ENTRIES SHOWN —
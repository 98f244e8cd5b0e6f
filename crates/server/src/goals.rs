use api_types::goal::{GoalList, GoalNew, GoalUpdate};
use axum::{
    Extension, Json,
    extract::{Path, Query, State},
    http::StatusCode,
};
use engine::{FinancialGoal, FinancialGoalNew, FinancialGoalPatch, GoalFilter, Money, User};
use uuid::Uuid;

use crate::{ServerError, parse_optional, parse_value, server::ServerState};

pub async fn create(
    Extension(user): Extension<User>,
    State(state): State<ServerState>,
    Json(payload): Json<GoalNew>,
) -> Result<(StatusCode, Json<FinancialGoal>), ServerError> {
    let new = FinancialGoalNew {
        family_id: payload.family_id,
        goal_name: payload.goal_name,
        goal_type: parse_value(&payload.goal_type)?,
        target_amount: Money::new(payload.target_amount_minor),
        current_amount: payload.current_amount_minor.map(Money::new),
        target_date: payload.target_date,
        priority: parse_optional(payload.priority)?,
        notes: payload.notes,
    };
    Ok((
        StatusCode::CREATED,
        Json(state.engine.create_goal(user.id, new).await?),
    ))
}

/// Goals by target date, undated ones last.
pub async fn list(
    Extension(user): Extension<User>,
    State(state): State<ServerState>,
    Query(query): Query<GoalList>,
) -> Result<Json<Vec<FinancialGoal>>, ServerError> {
    let filter = GoalFilter {
        status: parse_optional(query.status)?,
    };
    Ok(Json(state.engine.list_goals(user.id, filter).await?))
}

pub async fn get(
    Extension(user): Extension<User>,
    State(state): State<ServerState>,
    Path(goal_id): Path<Uuid>,
) -> Result<Json<FinancialGoal>, ServerError> {
    Ok(Json(state.engine.get_goal(user.id, goal_id).await?))
}

pub async fn update(
    Extension(user): Extension<User>,
    State(state): State<ServerState>,
    Path(goal_id): Path<Uuid>,
    Json(payload): Json<GoalUpdate>,
) -> Result<Json<FinancialGoal>, ServerError> {
    let patch = FinancialGoalPatch {
        goal_name: payload.goal_name,
        goal_type: parse_optional(payload.goal_type)?,
        target_amount: payload.target_amount_minor.map(Money::new),
        current_amount: payload.current_amount_minor.map(Money::new),
        target_date: payload.target_date,
        priority: parse_optional(payload.priority)?,
        status: parse_optional(payload.status)?,
        notes: payload.notes,
    };
    Ok(Json(state.engine.update_goal(user.id, goal_id, patch).await?))
}

pub async fn delete(
    Extension(user): Extension<User>,
    State(state): State<ServerState>,
    Path(goal_id): Path<Uuid>,
) -> Result<StatusCode, ServerError> {
    state.engine.delete_goal(user.id, goal_id).await?;
    Ok(StatusCode::NO_CONTENT)
}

TASK STATEMENT —
The records above are to be written out again word for word.

EXERCISE OUTPUT —
repository 98f244e8cd5b0e6f
filename crates/server/src/goals.rs
use api_types::goal::{GoalList, GoalNew, GoalUpdate};
use axum::{
    Extension, Json,
    extract::{Path, Query, State},
    http::StatusCode,
};
use engine::{FinancialGoal, FinancialGoalNew, FinancialGoalPatch, GoalFilter, Money, User};
use uuid::Uuid;

use crate::{ServerError, parse_optional, parse_value, server::ServerState};

pub async fn create(
    Extension(user): Extension<User>,
    State(state): State<ServerState>,
    Json(payload): Json<GoalNew>,
) -> Result<(StatusCode, Json<FinancialGoal>), ServerError> {
    let new = FinancialGoalNew {
        family_id: payload.family_id,
        goal_name: payload.goal_name,
        goal_type: parse_value(&payload.goal_type)?,
        target_amount: Money::new(payload.target_amount_minor),
        current_amount: payload.current_amount_minor.map(Money::new),
        target_date: payload.target_date,
        priority: parse_optional(payload.priority)?,
        notes: payload.notes,
    };
    Ok((
        StatusCode::CREATED,
        Json(state.engine.create_goal(user.id, new).await?),
    ))
}

/// Goals by target date, undated ones last.
pub async fn list(
    Extension(user): Extension<User>,
    State(state): State<ServerState>,
    Query(query): Query<GoalList>,
) -> Result<Json<Vec<FinancialGoal>>, ServerError> {
    let filter = GoalFilter {
        status: parse_optional(query.status)?,
    };
    Ok(Json(state.engine.list_goals(user.id, filter).await?))
}

pub async fn get(
    Extension(user): Extension<User>,
    State(state): State<ServerState>,
    Path(goal_id): Path<Uuid>,
) -> Result<Json<FinancialGoal>, ServerError> {
    Ok(Json(state.engine.get_goal(user.id, goal_id).await?))
}

pub async fn update(
    Extension(user): Extension<User>,
    State(state): State<ServerState>,
    Path(goal_id): Path<Uuid>,
    Json(payload): Json<GoalUpdate>,
) -> Result<Json<FinancialGoal>, ServerError> {
    let patch = FinancialGoalPatch {
        goal_name: payload.goal_name,
        goal_type: parse_optional(payload.goal_type)?,
        target_amount: payload.target_amount_minor.map(Money::new),
        current_amount: payload.current_amount_minor.map(Money::new),
        target_date: payload.target_date,
        priority: parse_optional(payload.priority)?,
        status: parse_optional(payload.status)?,
        notes: payload.notes,
    };
    Ok(Json(state.engine.update_goal(user.id, goal_id, patch).await?))
}

pub async fn delete(
    Extension(user): Extension<User>,
    State(state): State<ServerState>,
    Path(goal_id): Path<Uuid>,
) -> Result<StatusCode, ServerError> {
    state.engine.delete_goal(user.id, goal_id).await?;
    Ok(StatusCode::NO_CONTENT)
}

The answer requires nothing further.